你我生辰?千晚突然意识到过几天的确是她的生辰,她生时父母皆去,而封清越的生辰明明是比自己早一日,便生生改了时辰要与自己同一日,怕是自己会感伤父母双亡的凄苦。
“我养了你这么多年,你一回阮家倒是把这件事忘记得一干二净。别想拿去年那糕点糊弄我,压根不是自己做的,只是搭了把柴火,却厚着脸皮说跟着吴老师傅学了好几日学会的。”他似乎想起那件事也是极为不悦,拧紧了眉头。
“那我今年真的给你做一份,你觉得怎么样。”千晚呆呆地说道,先前那些情绪在这封清越怒其不争的表情下倒是飘散地一干二净。
封清越倒是笑了,笑得同往日不一样,笑得极为阴阴的,有些咬牙切齿的感觉:“你每年不都这般说,年年都糊弄我。”
“这次我说的是真的,你信我……”
长街上的人已经散去,雪落下,属于这个季节第一场大雪,覆盖了整片,街上寂静,只能偶尔听见窗内嬉笑打闹。月躲入层层的云中,终掩了身形,只是散着微微的光泽。
千晚已经靠着封清越的肩膀有些犯困,眼帘止不住的向下合,她的手绕着封清越的腰倒是紧紧地抱着,喃喃低语道:“阿越,我记得我都记得,你别离开我太远。”
封清越神色不明,心中闪过很多东西,空出的一支手抓起了一旁的酒,想了想,又放下。他瞧着窗外的雪渐渐大了,眼中带着凉意,他另一只手挽着千晚的肩膀,他侧过脸,雪吹进屋子,千晚似乎被冷了冷,缩了缩身子,靠得更近。他低头下细细吻着她的唇,带着千酿酒的芬芳,药的苦涩,雪的冰凉,一一吻过。

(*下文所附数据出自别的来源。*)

//! Supported numeral systems.
//!
//! Only base 8, base 10 and base 16 are understood. Any other raw radix value is a
//! caller contract violation and surfaces as [`ParseError::UnsupportedRadix`].

use serde::{Deserialize, Serialize};
use std::fmt;

use crate::error::ParseError;

/// A numeral system the converter understands.
#[derive(Debug, Clone, Copy, PartialEq, Eq, Hash, Serialize, Deserialize)]
#[serde(rename_all = "snake_case")]
#[repr(u32)]
pub enum Radix {
    /// Base 8. Negative 32-bit values start with `37` in the 11-digit layout.
    Octal = 8,
    /// Base 10. Negative values carry an explicit leading `-`.
    Decimal = 10,
    /// Base 16. Negative 32-bit values start with the nibble `F`.
    Hex = 16,
}

impl Radix {
    /// Every supported radix, in ascending order.
    pub const ALL: [Self; 3] = [Self::Octal, Self::Decimal, Self::Hex];

    /// Return the numeric base.
    #[must_use]
    pub const fn value(self) -> u32 {
        self as u32
    }

    /// Try to convert a raw radix value into a `Radix`.
    #[must_use]
    pub const fn from_i32(value: i32) -> Option<Self> {
        match value {
            8 => Some(Self::Octal),
            10 => Some(Self::Decimal),
            16 => Some(Self::Hex),
            _ => None,
        }
    }

    /// Human-readable name of the numeral system.
    #[must_use]
    pub const fn name(self) -> &'static str {
        match self {
            Self::Octal => "octal",
            Self::Decimal => "decimal",
            Self::Hex => "hex",
        }
    }
}

impl TryFrom<i32> for Radix {
    type Error = ParseError;

    fn try_from(value: i32) -> Result<Self, Self::Error> {
        Self::from_i32(value).ok_or(ParseError::UnsupportedRadix { radix: value })
    }
}

impl From<Radix> for u32 {
    fn from(radix: Radix) -> Self {
        radix.value()
    }
}

impl fmt::Display for Radix {
    fn fmt(&self, f: &mut fmt::Formatter<'_>) -> fmt::Result {
        f.write_str(self.name())
    }
}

千晚抬起头,眼睁开条缝,看见的是一寸白衣,觉得嘴角微微有些疼,便极为认真应对。
世间诸多不幸,若注定以残局收场,不如肆意而为。
他的手带着凉意,一一往下,缓缓解开腰上的腰带,露出她圆润的肩,他的眼里,神色难测,他抬起头,瞧见的是一张面若桃花的面容。
他知他的阮蒹葭不是什么倾城佳人,但是那数十年的相伴相守已经跨越了千千万万,她睁开眼看得见这世间的第一个人是他,学会第一句话是唤他,第一个字是他教会的,从蹒跚识路到如今长成芊芊少女,陪她身边的只有他。予他而言,是种大幸,为如此,受天道千刀万剐又有何惧。
他吻着她的锁骨,如同膜拜。他封清越一生,不惧何事,不跪天地,不跪神明,唯一刻在他心间上的不过如此而已。他听见她的低低的不知痛苦亦或欢乐的碎了的声线。他手挽过她的发,解下她的簪子,散了的发,铺斜一地。
他抬起头,落尽半睁开眼的千晚眼里那张脸褪去常日里的冷清与疏远,他的眼里盛满了许多情绪,他的唇艳红,他的脸微微冒着细汗,他的发遮住了白雪,他的衣襟微微松开,露出白皙的胸膛,他压着声音说,蒹葭,可以么。
纵然曾经如何如何,天下倾灭,沧海成田,轮回多世,她始终找到了他,无论是何种模样,终是她要寻找的人。她的眼里微微湿润,手捧着面前这张脸,细细吻着他的额头,一点点从下,吻着他的唇畔,愿是抵死缠绵,死生与共。
他的眼慢慢沉下来,如同染上极为绚烂的色彩,抚摸着她每一寸肌肤,每一寸都是为他而生,这种难言的情感只能流淌在俩人之间。若他这一生天资聪慧,坐拥富贵,执掌半个扶歌,终被历史记载,万古流芳,于他而言这唯一的变数只是他掌心的人,从一开始便已经无力招架,千军溃败。
她的眉眼被落上雪花,似乎有些冷,她缩了缩,半裸的身子缩进他的怀中,他褪去身上的外衣仍在一侧铺在白虎毯上,他拥着她,躺在一侧的外衣上。